▸ **Task brief**
Go through the listing and pick out each line with the word "wiremock" in it.
====== Dataset records ======
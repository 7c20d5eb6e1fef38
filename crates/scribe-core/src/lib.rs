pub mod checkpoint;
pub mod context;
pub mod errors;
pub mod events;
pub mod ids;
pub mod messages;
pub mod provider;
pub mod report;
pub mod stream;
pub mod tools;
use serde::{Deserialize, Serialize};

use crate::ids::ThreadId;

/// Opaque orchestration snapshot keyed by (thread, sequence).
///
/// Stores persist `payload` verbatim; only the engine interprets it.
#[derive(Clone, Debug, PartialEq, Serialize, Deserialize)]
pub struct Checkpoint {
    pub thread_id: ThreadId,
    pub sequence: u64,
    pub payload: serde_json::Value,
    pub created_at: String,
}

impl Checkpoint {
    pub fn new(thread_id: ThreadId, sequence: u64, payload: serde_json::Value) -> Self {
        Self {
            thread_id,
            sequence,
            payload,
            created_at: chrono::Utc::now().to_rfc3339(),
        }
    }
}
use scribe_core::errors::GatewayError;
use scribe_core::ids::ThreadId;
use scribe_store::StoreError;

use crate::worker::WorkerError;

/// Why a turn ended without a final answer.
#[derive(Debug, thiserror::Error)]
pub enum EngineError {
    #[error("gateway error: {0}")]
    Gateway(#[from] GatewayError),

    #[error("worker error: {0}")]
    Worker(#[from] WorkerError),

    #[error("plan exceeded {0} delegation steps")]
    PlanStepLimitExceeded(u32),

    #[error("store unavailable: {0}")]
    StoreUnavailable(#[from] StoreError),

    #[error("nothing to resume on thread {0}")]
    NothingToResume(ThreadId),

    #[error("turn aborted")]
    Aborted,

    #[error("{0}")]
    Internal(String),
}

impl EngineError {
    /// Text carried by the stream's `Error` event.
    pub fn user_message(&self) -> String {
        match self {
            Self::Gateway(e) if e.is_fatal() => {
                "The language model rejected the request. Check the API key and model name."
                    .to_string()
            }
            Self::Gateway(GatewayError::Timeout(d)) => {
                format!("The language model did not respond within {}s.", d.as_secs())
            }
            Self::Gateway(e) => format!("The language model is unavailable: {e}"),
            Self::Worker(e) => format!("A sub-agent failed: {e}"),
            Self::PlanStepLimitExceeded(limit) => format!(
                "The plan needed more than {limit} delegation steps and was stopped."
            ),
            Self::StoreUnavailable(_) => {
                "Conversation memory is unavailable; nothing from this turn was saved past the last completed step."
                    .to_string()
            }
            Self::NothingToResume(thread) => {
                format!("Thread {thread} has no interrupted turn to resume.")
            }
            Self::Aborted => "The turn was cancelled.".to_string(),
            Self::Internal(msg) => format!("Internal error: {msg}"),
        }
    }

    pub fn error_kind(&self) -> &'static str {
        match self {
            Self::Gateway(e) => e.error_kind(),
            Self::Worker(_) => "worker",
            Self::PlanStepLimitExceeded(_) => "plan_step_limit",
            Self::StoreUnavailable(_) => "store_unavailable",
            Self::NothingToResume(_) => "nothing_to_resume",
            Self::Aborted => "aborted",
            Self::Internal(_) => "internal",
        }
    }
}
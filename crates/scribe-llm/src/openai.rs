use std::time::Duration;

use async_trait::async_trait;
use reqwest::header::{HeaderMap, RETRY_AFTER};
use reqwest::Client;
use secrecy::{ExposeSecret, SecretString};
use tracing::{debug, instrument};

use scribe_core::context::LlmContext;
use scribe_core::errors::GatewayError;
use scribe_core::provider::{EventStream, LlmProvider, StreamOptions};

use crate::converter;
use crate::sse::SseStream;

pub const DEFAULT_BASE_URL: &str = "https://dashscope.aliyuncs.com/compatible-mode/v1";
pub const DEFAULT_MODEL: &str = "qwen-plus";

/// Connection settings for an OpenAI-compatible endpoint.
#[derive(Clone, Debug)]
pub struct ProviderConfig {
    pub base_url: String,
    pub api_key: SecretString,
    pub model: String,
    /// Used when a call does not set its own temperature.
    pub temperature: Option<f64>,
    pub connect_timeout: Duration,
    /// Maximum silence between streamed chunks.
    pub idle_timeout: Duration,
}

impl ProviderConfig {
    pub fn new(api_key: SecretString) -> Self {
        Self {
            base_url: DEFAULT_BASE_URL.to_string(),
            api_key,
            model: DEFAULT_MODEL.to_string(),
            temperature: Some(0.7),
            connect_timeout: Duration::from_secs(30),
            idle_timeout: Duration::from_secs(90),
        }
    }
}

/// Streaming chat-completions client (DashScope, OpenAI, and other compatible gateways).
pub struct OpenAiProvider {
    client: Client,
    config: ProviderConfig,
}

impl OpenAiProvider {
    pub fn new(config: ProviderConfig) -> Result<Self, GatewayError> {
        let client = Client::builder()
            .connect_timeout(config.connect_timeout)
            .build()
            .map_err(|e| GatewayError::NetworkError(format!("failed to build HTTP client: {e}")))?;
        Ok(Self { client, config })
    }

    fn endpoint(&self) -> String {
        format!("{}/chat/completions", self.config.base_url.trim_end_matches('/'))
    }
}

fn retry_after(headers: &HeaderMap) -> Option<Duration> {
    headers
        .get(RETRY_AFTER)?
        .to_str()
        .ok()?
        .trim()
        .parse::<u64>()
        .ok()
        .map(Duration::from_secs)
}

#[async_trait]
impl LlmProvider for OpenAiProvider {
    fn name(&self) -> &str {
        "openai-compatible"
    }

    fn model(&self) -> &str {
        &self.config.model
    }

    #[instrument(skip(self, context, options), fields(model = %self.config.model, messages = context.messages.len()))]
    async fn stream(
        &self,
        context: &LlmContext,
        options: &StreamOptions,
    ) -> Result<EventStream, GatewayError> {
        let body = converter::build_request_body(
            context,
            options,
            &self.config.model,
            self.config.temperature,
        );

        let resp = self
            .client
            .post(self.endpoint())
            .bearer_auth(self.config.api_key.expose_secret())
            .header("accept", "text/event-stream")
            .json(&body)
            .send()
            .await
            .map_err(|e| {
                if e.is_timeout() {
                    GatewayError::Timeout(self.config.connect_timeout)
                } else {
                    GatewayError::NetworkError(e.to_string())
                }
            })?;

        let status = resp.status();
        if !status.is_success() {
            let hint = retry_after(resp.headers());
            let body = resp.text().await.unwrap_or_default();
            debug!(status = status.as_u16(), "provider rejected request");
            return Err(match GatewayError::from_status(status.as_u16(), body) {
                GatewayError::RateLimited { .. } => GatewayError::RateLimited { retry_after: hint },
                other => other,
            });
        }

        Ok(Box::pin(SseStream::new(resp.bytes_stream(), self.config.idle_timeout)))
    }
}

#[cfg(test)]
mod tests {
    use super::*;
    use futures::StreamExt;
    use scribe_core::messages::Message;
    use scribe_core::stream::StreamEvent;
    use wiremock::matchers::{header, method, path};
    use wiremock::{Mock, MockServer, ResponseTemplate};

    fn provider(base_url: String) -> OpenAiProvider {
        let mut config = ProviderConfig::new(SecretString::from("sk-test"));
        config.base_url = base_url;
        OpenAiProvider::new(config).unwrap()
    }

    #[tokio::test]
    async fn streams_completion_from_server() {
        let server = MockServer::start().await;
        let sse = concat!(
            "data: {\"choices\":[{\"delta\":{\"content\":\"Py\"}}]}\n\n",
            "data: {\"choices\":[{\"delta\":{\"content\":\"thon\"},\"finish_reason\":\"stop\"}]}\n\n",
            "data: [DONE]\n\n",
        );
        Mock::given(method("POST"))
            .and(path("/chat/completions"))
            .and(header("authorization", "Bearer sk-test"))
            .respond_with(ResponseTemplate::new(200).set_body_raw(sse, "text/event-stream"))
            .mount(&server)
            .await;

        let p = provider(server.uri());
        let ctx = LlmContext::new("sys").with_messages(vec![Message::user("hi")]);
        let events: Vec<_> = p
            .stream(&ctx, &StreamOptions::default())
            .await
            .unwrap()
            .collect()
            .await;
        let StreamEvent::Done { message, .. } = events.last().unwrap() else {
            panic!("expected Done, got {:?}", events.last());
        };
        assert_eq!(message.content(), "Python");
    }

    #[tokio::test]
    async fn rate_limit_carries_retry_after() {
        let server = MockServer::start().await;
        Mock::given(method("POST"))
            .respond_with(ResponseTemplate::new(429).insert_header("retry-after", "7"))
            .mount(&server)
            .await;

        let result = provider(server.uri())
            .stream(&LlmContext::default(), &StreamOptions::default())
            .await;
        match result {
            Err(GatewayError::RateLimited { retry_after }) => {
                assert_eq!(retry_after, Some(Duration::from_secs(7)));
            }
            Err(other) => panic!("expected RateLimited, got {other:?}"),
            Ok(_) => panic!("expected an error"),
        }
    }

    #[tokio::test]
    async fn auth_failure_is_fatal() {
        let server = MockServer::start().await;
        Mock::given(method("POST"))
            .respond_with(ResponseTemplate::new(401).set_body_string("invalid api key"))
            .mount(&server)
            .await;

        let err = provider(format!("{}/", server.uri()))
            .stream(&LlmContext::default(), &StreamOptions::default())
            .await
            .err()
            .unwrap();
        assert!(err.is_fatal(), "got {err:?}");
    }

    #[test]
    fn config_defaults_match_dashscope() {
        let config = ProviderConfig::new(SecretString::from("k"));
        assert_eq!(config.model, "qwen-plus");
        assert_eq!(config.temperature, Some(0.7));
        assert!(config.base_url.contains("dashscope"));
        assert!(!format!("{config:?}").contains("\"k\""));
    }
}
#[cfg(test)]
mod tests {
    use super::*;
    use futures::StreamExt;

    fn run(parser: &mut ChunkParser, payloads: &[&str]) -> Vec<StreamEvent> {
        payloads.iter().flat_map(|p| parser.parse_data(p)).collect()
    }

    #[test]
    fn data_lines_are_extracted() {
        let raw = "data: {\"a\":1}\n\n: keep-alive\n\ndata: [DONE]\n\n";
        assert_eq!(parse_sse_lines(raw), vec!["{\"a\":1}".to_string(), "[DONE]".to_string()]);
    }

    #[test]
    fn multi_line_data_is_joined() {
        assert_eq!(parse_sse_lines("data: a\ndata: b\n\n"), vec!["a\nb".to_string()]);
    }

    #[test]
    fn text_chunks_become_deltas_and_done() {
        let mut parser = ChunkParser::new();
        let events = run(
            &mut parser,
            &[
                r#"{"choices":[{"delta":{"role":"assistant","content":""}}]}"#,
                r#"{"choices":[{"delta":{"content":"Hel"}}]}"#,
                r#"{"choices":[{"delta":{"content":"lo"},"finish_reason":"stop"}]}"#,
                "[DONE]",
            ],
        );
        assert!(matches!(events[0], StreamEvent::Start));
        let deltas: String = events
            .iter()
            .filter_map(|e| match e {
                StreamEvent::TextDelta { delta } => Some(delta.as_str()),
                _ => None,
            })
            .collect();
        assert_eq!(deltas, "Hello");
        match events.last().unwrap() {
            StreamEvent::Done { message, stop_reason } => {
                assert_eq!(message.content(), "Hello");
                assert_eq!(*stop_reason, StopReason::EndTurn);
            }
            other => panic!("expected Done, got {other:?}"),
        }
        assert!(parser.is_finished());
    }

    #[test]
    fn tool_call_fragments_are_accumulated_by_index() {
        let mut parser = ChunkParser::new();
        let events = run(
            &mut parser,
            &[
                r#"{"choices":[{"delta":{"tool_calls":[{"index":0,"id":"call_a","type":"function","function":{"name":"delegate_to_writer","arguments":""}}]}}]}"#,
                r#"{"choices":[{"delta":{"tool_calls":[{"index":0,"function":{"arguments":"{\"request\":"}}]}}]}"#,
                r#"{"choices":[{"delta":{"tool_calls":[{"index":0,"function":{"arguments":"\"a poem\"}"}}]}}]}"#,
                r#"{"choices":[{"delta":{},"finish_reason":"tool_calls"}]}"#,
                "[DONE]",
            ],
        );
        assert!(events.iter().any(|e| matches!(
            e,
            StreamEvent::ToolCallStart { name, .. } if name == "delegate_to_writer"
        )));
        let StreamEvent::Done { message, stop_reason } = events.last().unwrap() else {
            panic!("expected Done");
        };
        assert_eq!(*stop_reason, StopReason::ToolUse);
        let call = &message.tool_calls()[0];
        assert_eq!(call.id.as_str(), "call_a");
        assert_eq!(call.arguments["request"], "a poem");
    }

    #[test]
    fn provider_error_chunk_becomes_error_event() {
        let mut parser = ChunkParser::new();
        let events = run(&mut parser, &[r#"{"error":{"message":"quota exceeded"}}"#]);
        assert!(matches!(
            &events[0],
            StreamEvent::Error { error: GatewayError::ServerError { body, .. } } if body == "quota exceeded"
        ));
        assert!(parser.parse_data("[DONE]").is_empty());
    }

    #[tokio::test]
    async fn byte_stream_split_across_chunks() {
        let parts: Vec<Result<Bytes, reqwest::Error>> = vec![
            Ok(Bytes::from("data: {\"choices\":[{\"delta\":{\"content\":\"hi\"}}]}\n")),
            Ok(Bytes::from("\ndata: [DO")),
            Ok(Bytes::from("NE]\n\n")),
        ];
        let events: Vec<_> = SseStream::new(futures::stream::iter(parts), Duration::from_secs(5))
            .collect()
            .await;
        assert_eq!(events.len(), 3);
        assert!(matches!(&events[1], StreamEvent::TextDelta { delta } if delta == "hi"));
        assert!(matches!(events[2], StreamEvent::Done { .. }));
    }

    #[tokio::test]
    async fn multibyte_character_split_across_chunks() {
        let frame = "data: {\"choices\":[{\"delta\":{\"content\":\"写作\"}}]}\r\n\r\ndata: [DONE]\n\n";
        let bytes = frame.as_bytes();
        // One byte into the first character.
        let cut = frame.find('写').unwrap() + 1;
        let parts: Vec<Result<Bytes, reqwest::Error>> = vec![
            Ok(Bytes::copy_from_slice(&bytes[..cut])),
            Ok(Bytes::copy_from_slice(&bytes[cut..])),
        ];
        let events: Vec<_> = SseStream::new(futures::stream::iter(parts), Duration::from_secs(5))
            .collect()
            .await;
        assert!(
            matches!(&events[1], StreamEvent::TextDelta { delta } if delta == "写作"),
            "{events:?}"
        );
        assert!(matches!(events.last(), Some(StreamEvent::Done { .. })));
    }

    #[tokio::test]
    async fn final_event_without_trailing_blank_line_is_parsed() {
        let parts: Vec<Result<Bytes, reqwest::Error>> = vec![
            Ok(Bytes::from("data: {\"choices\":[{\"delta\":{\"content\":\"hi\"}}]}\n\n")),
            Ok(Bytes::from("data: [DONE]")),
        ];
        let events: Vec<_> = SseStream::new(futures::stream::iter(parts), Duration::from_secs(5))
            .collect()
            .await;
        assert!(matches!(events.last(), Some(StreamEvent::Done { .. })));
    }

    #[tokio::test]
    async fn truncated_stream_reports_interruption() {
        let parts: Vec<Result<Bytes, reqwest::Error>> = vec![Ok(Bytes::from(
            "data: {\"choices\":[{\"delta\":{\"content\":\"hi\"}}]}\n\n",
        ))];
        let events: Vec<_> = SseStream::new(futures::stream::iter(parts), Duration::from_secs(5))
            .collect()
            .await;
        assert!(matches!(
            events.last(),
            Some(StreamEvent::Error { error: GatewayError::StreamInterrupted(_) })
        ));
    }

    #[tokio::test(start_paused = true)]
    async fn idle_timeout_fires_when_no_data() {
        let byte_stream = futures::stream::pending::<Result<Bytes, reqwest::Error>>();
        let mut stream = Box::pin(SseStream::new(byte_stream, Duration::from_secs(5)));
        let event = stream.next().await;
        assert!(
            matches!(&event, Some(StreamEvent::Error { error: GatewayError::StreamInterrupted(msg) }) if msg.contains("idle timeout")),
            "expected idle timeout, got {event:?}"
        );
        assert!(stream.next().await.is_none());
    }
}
======
▸ **Final answer**
    use wiremock::matchers::{header, method, path};
    use wiremock::{Mock, MockServer, ResponseTemplate};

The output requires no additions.